Try it:
Line by line, reproduce exactly the beginning of the listing below, ending with the line that contains "pub enum ClientError" and adding nothing.
━━━━━━━━
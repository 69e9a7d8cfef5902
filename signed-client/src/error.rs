//! Error types for the signed-request client

use thiserror::Error;

/// Errors that can occur while building, sending or reading a signed request
#[derive(Debug, Error)]
pub enum ClientError {
    /// Network or connection failure before a response was received
    #[error("Transport error: {0}")]
    Transport(String),

    /// The server answered with a non-2xx status
    #[error("HTTP status {status}: {body}")]
    HttpStatus { status: u16, body: String },

    /// JSON serialization of the payload or parsing of the response failed
    #[error("JSON error: {0}")]
    Parse(String),
}

impl From<serde_json::Error> for ClientError {
    fn from(error: serde_json::Error) -> Self {
        ClientError::Parse(error.to_string())
    }
}

impl From<ureq::Error> for ClientError {
    fn from(error: ureq::Error) -> Self {
        match error {
            ureq::Error::Status(status, response) => ClientError::HttpStatus {
                status,
                body: response.into_string().unwrap_or_default(),
            },
            ureq::Error::Transport(transport) => ClientError::Transport(transport.to_string()),
        }
    }
}

#[cfg(test)]
mod tests {
    use super::*;

    #[test]
    fn test_json_error_conversion() {
        let json_error = serde_json::from_str::<serde_json::Value>("{not json").unwrap_err();
        let error: ClientError = json_error.into();
        assert!(matches!(error, ClientError::Parse(_)));
    }

    #[test]
    fn test_error_display() {
        let transport = ClientError::Transport("connection refused".to_string());
        assert_eq!(format!("{}", transport), "Transport error: connection refused");

        let status = ClientError::HttpStatus {
            status: 401,
            body: "denied".to_string(),
        };
        assert_eq!(format!("{}", status), "HTTP status 401: denied");
    }
}
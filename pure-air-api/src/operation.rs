//! Operation trait shared by every endpoint wrapper

use serde::Serialize;
use serde_json::{Map, Value};
use signed_client::SignedResponse;

use crate::endpoint::Endpoint;
use crate::error::{ApiError, Result};

/// Base trait for all purifier API operations
///
/// An operation pairs a fixed endpoint with a request payload shape and
/// knows how to pull its result out of the response body. The client adds
/// the session fields and signature.
pub trait PureAirOperation {
    /// The request type for this operation; must serialize to a JSON object
    type Request: Serialize;

    /// What the caller gets back
    type Response;

    /// The endpoint this operation posts to
    const ENDPOINT: Endpoint;

    /// Whether a session token must exist before the call is attempted
    const REQUIRES_SESSION: bool = true;

    /// Headers applied on top of the signed envelope
    fn extra_headers() -> &'static [(&'static str, &'static str)] {
        &[]
    }

    /// Turn the raw response into the typed result
    fn parse_response(response: SignedResponse) -> Result<Self::Response>;
}

/// Serialize a request into the payload map the signer expects
pub(crate) fn payload_of<T: Serialize>(request: &T) -> Result<Map<String, Value>> {
    match serde_json::to_value(request)? {
        Value::Object(map) => Ok(map),
        other => Err(ApiError::InvalidPayload(format!(
            "expected a JSON object, got {}",
            other
        ))),
    }
}

/// Remove the value at a dotted path from a response body
pub(crate) fn take_field(body: &mut Value, path: &str) -> Result<Value> {
    let mut current = body;
    for key in path.split('.') {
        current = current
            .get_mut(key)
            .ok_or_else(|| ApiError::missing_field(path))?;
    }
    Ok(current.take())
}

#[cfg(test)]
mod tests {
    use super::*;
    use serde_json::json;

    #[derive(Serialize)]
    struct Wrapped(u32);

    #[test]
    fn test_payload_of_struct() {
        #[derive(Serialize)]
        #[serde(rename_all = "camelCase")]
        struct Request {
            device_id: i64,
        }

        let payload = payload_of(&Request { device_id: 7 }).unwrap();
        assert_eq!(payload.get("deviceId"), Some(&json!(7)));
    }

    #[test]
    fn test_payload_of_non_object_is_rejected() {
        let result = payload_of(&Wrapped(3));
        assert!(matches!(result, Err(ApiError::InvalidPayload(_))));
    }

    #[test]
    fn test_take_nested_field() {
        let mut body = json!({ "content": { "objects": [1, 2] } });
        let objects = take_field(&mut body, "content.objects").unwrap();
        assert_eq!(objects, json!([1, 2]));
    }

    #[test]
    fn test_take_missing_field_names_full_path() {
        let mut body = json!({ "content": {} });
        match take_field(&mut body, "content.objects") {
            Err(ApiError::MissingField(path)) => assert_eq!(path, "content.objects"),
            other => panic!("Expected ApiError::MissingField, got {:?}", other),
        }
    }
}
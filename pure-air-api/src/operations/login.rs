//! Login operation

use serde::Serialize;
use serde_json::Value;
use signed_client::{headers, Credentials, SignedResponse};

use crate::error::{ApiError, Result};
use crate::{Endpoint, PureAirOperation};

/// Login operation
pub struct LoginOperation;

/// Request for login
#[derive(Serialize)]
#[serde(rename_all = "camelCase")]
pub struct LoginRequest {
    pub login_name: String,
    pub password: String,
}

/// Session material returned by a successful login
#[derive(Debug, Clone, PartialEq, Eq)]
pub struct LoginResponse {
    pub credentials: Credentials,
    pub nick_name: Option<String>,
}

impl PureAirOperation for LoginOperation {
    type Request = LoginRequest;
    type Response = LoginResponse;

    const ENDPOINT: Endpoint = Endpoint::Login;
    const REQUIRES_SESSION: bool = false;

    // No token exists yet, so the call is made in access mode
    fn extra_headers() -> &'static [(&'static str, &'static str)] {
        &[(headers::ACCESS_MODE, "1")]
    }

    fn parse_response(response: SignedResponse) -> Result<Self::Response> {
        let body: Value = response.json()?;

        let credentials = Credentials {
            token: string_field(&body, "token")?,
            dcp_token: string_field(&body, "dcpToken")?,
            dcp_uid: string_field(&body, "dcpUid")?,
            user_id: string_field(&body, "userId")?,
        };
        let nick_name = body
            .get("nickName")
            .and_then(Value::as_str)
            .map(str::to_string);

        Ok(LoginResponse {
            credentials,
            nick_name,
        })
    }
}

/// Read a field as a string; numbers (the cloud sends `userId` as one) are
/// converted to their decimal form
fn string_field(body: &Value, key: &str) -> Result<String> {
    match body.get(key) {
        Some(Value::String(s)) => Ok(s.clone()),
        Some(Value::Number(n)) => Ok(n.to_string()),
        Some(other) => Err(ApiError::ParseError(format!(
            "field `{}` has unexpected type: {}",
            key, other
        ))),
        None => Err(ApiError::missing_field(key)),
    }
}

#[cfg(test)]
mod tests {
    use super::*;
    use rstest::rstest;

    fn response(body: &str) -> SignedResponse {
        SignedResponse {
            status: 200,
            body: body.to_string(),
        }
    }

    #[test]
    fn test_login_payload_field_names() {
        let request = LoginRequest {
            login_name: "a".to_string(),
            password: "b".to_string(),
        };
        let payload = crate::operation::payload_of(&request).unwrap();
        assert_eq!(payload.get("loginName"), Some(&Value::from("a")));
        assert_eq!(payload.get("password"), Some(&Value::from("b")));
    }

    #[test]
    fn test_login_uses_access_mode() {
        assert_eq!(LoginOperation::extra_headers(), &[("X-Zc-Access-Mode", "1")]);
        assert!(!LoginOperation::REQUIRES_SESSION);
    }

    #[test]
    fn test_parse_login_response() {
        let parsed = LoginOperation::parse_response(response(
            r#"{"token":"t1","dcpToken":"dt1","dcpUid":"u1","userId":42,"nickName":"N"}"#,
        ))
        .unwrap();

        assert_eq!(parsed.credentials.token, "t1");
        assert_eq!(parsed.credentials.dcp_token, "dt1");
        assert_eq!(parsed.credentials.dcp_uid, "u1");
        assert_eq!(parsed.credentials.user_id, "42");
        assert_eq!(parsed.nick_name.as_deref(), Some("N"));
    }

    #[test]
    fn test_string_user_id_is_accepted() {
        let parsed = LoginOperation::parse_response(response(
            r#"{"token":"t1","dcpToken":"dt1","dcpUid":"u1","userId":"42"}"#,
        ))
        .unwrap();
        assert_eq!(parsed.credentials.user_id, "42");
        assert!(parsed.nick_name.is_none());
    }

    #[test]
    fn test_missing_token_is_reported() {
        let result = LoginOperation::parse_response(response(
            r#"{"errorCode":3501,"error":"login failed"}"#,
        ));
        match result {
            Err(ApiError::MissingField(field)) => assert_eq!(field, "token"),
            other => panic!("Expected ApiError::MissingField, got {:?}", other),
        }
    }

    #[rstest]
    #[case(r#"{"dcpToken":"dt1","dcpUid":"u1","userId":42}"#, "token")]
    #[case(r#"{"token":"t1","dcpUid":"u1","userId":42}"#, "dcpToken")]
    #[case(r#"{"token":"t1","dcpToken":"dt1","userId":42}"#, "dcpUid")]
    #[case(r#"{"token":"t1","dcpToken":"dt1","dcpUid":"u1"}"#, "userId")]
    fn test_each_credential_field_is_required(#[case] body: &str, #[case] missing: &str) {
        match LoginOperation::parse_response(response(body)) {
            Err(ApiError::MissingField(field)) => assert_eq!(field, missing),
            other => panic!("Expected ApiError::MissingField, got {:?}", other),
        }
    }

    #[test]
    fn test_null_field_is_a_parse_error() {
        let result = LoginOperation::parse_response(response(
            r#"{"token":null,"dcpToken":"dt1","dcpUid":"u1","userId":1}"#,
        ));
        assert!(matches!(result, Err(ApiError::ParseError(_))));
    }
}
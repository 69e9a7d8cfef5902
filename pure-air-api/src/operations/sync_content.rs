//! SyncContent operation

use serde::Serialize;
use serde_json::Value;
use signed_client::SignedResponse;

use crate::error::Result;
use crate::operation::take_field;
use crate::{Endpoint, PureAirOperation};

/// SyncContent operation
pub struct SyncContentOperation;

/// Request for the appliance catalog
#[derive(Serialize)]
#[serde(rename_all = "camelCase")]
pub struct SyncContentRequest {
    pub content_type: String,
    pub lang: String,
}

impl Default for SyncContentRequest {
    fn default() -> Self {
        Self {
            content_type: "syncAppliances".to_string(),
            lang: "en".to_string(),
        }
    }
}

impl PureAirOperation for SyncContentOperation {
    type Request = SyncContentRequest;
    /// The `content.objects` array, passed through as-is
    type Response = Value;

    const ENDPOINT: Endpoint = Endpoint::SyncContent;

    fn parse_response(response: SignedResponse) -> Result<Self::Response> {
        let mut body: Value = response.json()?;
        take_field(&mut body, "content.objects")
    }
}
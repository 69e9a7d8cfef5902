//! ListDevices operation

use serde::Serialize;
use serde_json::Value;
use signed_client::SignedResponse;

use crate::error::Result;
use crate::operation::take_field;
use crate::types::Device;
use crate::{Endpoint, PureAirOperation};

/// ListDevices operation
pub struct ListDevicesOperation;

/// Request for the devices bound to the account
#[derive(Serialize)]
pub struct ListDevicesRequest {
    pub status: bool,
}

impl Default for ListDevicesRequest {
    fn default() -> Self {
        Self { status: true }
    }
}

impl PureAirOperation for ListDevicesOperation {
    type Request = ListDevicesRequest;
    type Response = Vec<Device>;

    const ENDPOINT: Endpoint = Endpoint::ListDevices;

    fn parse_response(response: SignedResponse) -> Result<Self::Response> {
        let mut body: Value = response.json()?;
        let devices = take_field(&mut body, "devices")?;
        Ok(serde_json::from_value(devices)?)
    }
}

#[cfg(test)]
mod tests {
    use super::*;
    use crate::ApiError;

    fn response(body: &str) -> SignedResponse {
        SignedResponse {
            status: 200,
            body: body.to_string(),
        }
    }

    #[test]
    fn test_parse_devices() {
        let devices = ListDevicesOperation::parse_response(response(
            r#"{"devices":[
                {"deviceId":7,"name":"Bedroom"},
                {"deviceId":8,"name":"Office","owner":1}
            ]}"#,
        ))
        .unwrap();

        assert_eq!(devices.len(), 2);
        assert_eq!(devices[0].device_id, 7);
        assert_eq!(devices[1].name, "Office");
        assert!(devices[1].attributes.contains_key("owner"));
    }

    #[test]
    fn test_missing_devices_key() {
        let result = ListDevicesOperation::parse_response(response(r#"{"total":0}"#));
        assert!(matches!(result, Err(ApiError::MissingField(_))));
    }

    #[test]
    fn test_device_without_id_is_a_parse_error() {
        let result =
            ListDevicesOperation::parse_response(response(r#"{"devices":[{"name":"x"}]}"#));
        assert!(matches!(result, Err(ApiError::ParseError(_))));
    }
}
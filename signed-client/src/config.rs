//! Client configuration and the static protocol profile

use std::time::Duration;

/// Production AbleCloud router for the European purifier fleet
pub const DEFAULT_ENDPOINT: &str = "https://eurouter.ablecloud.cn:9005";

/// Static values the vendor app sends with every request
///
/// The defaults match the Rowenta Android app. They are not secrets, but the
/// server rejects requests whose domain pair does not match the account.
#[derive(Debug, Clone, PartialEq, Eq)]
pub struct Protocol {
    pub content_type: String,
    pub major_domain: String,
    pub sub_domain: String,
    pub device_os: String,
    pub operation_type: String,
    /// Injected into every payload as `dcpMarket`
    pub market: String,
}

impl Default for Protocol {
    fn default() -> Self {
        Self {
            content_type: "application/x-zc-object".to_string(),
            major_domain: "groupeseb".to_string(),
            sub_domain: "rowentaxl".to_string(),
            device_os: "android".to_string(),
            operation_type: "app".to_string(),
            market: "GS_US".to_string(),
        }
    }
}

/// Configuration for a [`SignedClient`](crate::SignedClient)
///
/// Timeouts default to `None`, leaving the transport's own behaviour in
/// place. `X-Zc-Timeout` is unrelated and always sent as `300`.
#[derive(Debug, Clone, PartialEq, Eq)]
pub struct ClientConfig {
    pub endpoint: String,
    pub connect_timeout: Option<Duration>,
    pub read_timeout: Option<Duration>,
    pub protocol: Protocol,
}

impl ClientConfig {
    pub fn new() -> Self {
        Self {
            endpoint: DEFAULT_ENDPOINT.to_string(),
            connect_timeout: None,
            read_timeout: None,
            protocol: Protocol::default(),
        }
    }

    /// Point the client at another base URL (a mock server, a different region)
    pub fn with_endpoint(mut self, endpoint: impl Into<String>) -> Self {
        let endpoint = endpoint.into();
        self.endpoint = endpoint.trim_end_matches('/').to_string();
        self
    }

    pub fn with_connect_timeout(mut self, timeout: Duration) -> Self {
        self.connect_timeout = Some(timeout);
        self
    }

    pub fn with_read_timeout(mut self, timeout: Duration) -> Self {
        self.read_timeout = Some(timeout);
        self
    }

    pub fn with_protocol(mut self, protocol: Protocol) -> Self {
        self.protocol = protocol;
        self
    }
}

impl Default for ClientConfig {
    fn default() -> Self {
        Self::new()
    }
}
use anyhow::{Context, Result};
use clap::Parser;
use pure_air_api::{ClientConfig, Light, Mode, PureAirClient};
use tracing::{info, warn};

/// Pure Air demo
///
/// Logs in to the cloud, prints every purifier bound to the account with its
/// status, then powers each one on and sets it to boost mode with a low light.
#[derive(Parser, Debug)]
#[command(name = "pure-air-cli")]
#[command(about = "Test the Intense Pure Air API: turns on your purifiers and sets boost mode")]
#[command(version)]
pub struct Args {
    /// Account login name (falls back to PURE_AIR_USERNAME)
    pub username: Option<String>,

    /// Account password (falls back to PURE_AIR_PASSWORD)
    pub password: Option<String>,

    /// API base URL
    #[arg(long, default_value = pure_air_api::DEFAULT_ENDPOINT)]
    pub endpoint: String,

    /// Fan mode to apply (quiet, night, day, boost)
    #[arg(long, default_value = "boost")]
    pub mode: Mode,

    /// Light level to apply (high, low, off)
    #[arg(long, default_value = "low")]
    pub light: Light,

    /// Print devices and their info without sending control commands
    #[arg(long)]
    pub list_only: bool,

    /// Log level (error, warn, info, debug, trace)
    #[arg(long, default_value = "info")]
    pub log_level: String,
}

/// Configuration derived from command line arguments and environment variables
#[derive(Debug, Clone)]
pub struct Config {
    pub username: String,
    pub password: String,
    pub endpoint: String,
    pub mode: Mode,
    pub light: Light,
    pub list_only: bool,
    pub log_level: String,
}

impl Config {
    /// Resolve credentials from the arguments first and the environment second
    pub fn from_args(args: Args) -> Result<Self> {
        let username = match args.username {
            Some(username) => username,
            None => std::env::var("PURE_AIR_USERNAME")
                .context("No username given and PURE_AIR_USERNAME is not set")?,
        };
        let password = match args.password {
            Some(password) => password,
            None => std::env::var("PURE_AIR_PASSWORD")
                .context("No password given and PURE_AIR_PASSWORD is not set")?,
        };

        match args.log_level.to_lowercase().as_str() {
            "error" | "warn" | "info" | "debug" | "trace" => {}
            _ => {
                return Err(anyhow::anyhow!(
                    "Invalid log level '{}'. Valid levels: error, warn, info, debug, trace",
                    args.log_level
                ));
            }
        }

        Ok(Self {
            username,
            password,
            endpoint: args.endpoint,
            mode: args.mode,
            light: args.light,
            list_only: args.list_only,
            log_level: args.log_level,
        })
    }

    pub fn client_config(&self) -> ClientConfig {
        ClientConfig::new().with_endpoint(self.endpoint.clone())
    }
}

/// Initialize tracing/logging with the specified log level
///
/// `RUST_LOG` wins over `--log-level` when set.
fn init_tracing(log_level: &str) {
    tracing_subscriber::fmt()
        .with_env_filter(
            tracing_subscriber::EnvFilter::try_from_default_env()
                .unwrap_or_else(|_| tracing_subscriber::EnvFilter::new(log_level.to_lowercase())),
        )
        .init();
}

/// Connect, list and drive every device
///
/// Returns the number of devices found.
fn run(client: &mut PureAirClient, config: &Config) -> Result<usize> {
    client
        .connect(&config.username, &config.password)
        .context("Failed to log in")?;

    let devices = client.list_devices().context("Failed to list devices")?;
    if devices.is_empty() {
        warn!("No devices are bound to this account");
    }

    for device in &devices {
        let device_id = device.device_id;
        println!("Device {}: {}", device_id, device.name);

        let info = client
            .device_info(device_id)
            .with_context(|| format!("Failed to query device {}", device_id))?;
        println!("Info: {}", serde_json::to_string(&info)?);

        if config.list_only {
            continue;
        }

        println!("Setting it to {} mode.", config.mode);
        client
            .set_power(device_id, true)
            .with_context(|| format!("Failed to power on device {}", device_id))?;
        client
            .set_light(device_id, config.light)
            .with_context(|| format!("Failed to set light on device {}", device_id))?;
        client
            .set_mode(device_id, config.mode)
            .with_context(|| format!("Failed to set mode on device {}", device_id))?;
        info!(device_id, mode = %config.mode, light = %config.light, "device updated");
    }

    Ok(devices.len())
}

fn main() -> Result<()> {
    let config = Config::from_args(Args::parse())?;
    init_tracing(&config.log_level);

    let mut client = PureAirClient::with_config(config.client_config());
    let count = run(&mut client, &config)?;
    info!("Done, {} device(s) processed", count);

    Ok(())
}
━━━━━━━━
Result of this task:
repository 69e9a7d8cfef5902
filename signed-client/src/error.rs
//! Error types for the signed-request client

use thiserror::Error;

/// Errors that can occur while building, sending or reading a signed request
#[derive(Debug, Error)]
pub enum ClientError {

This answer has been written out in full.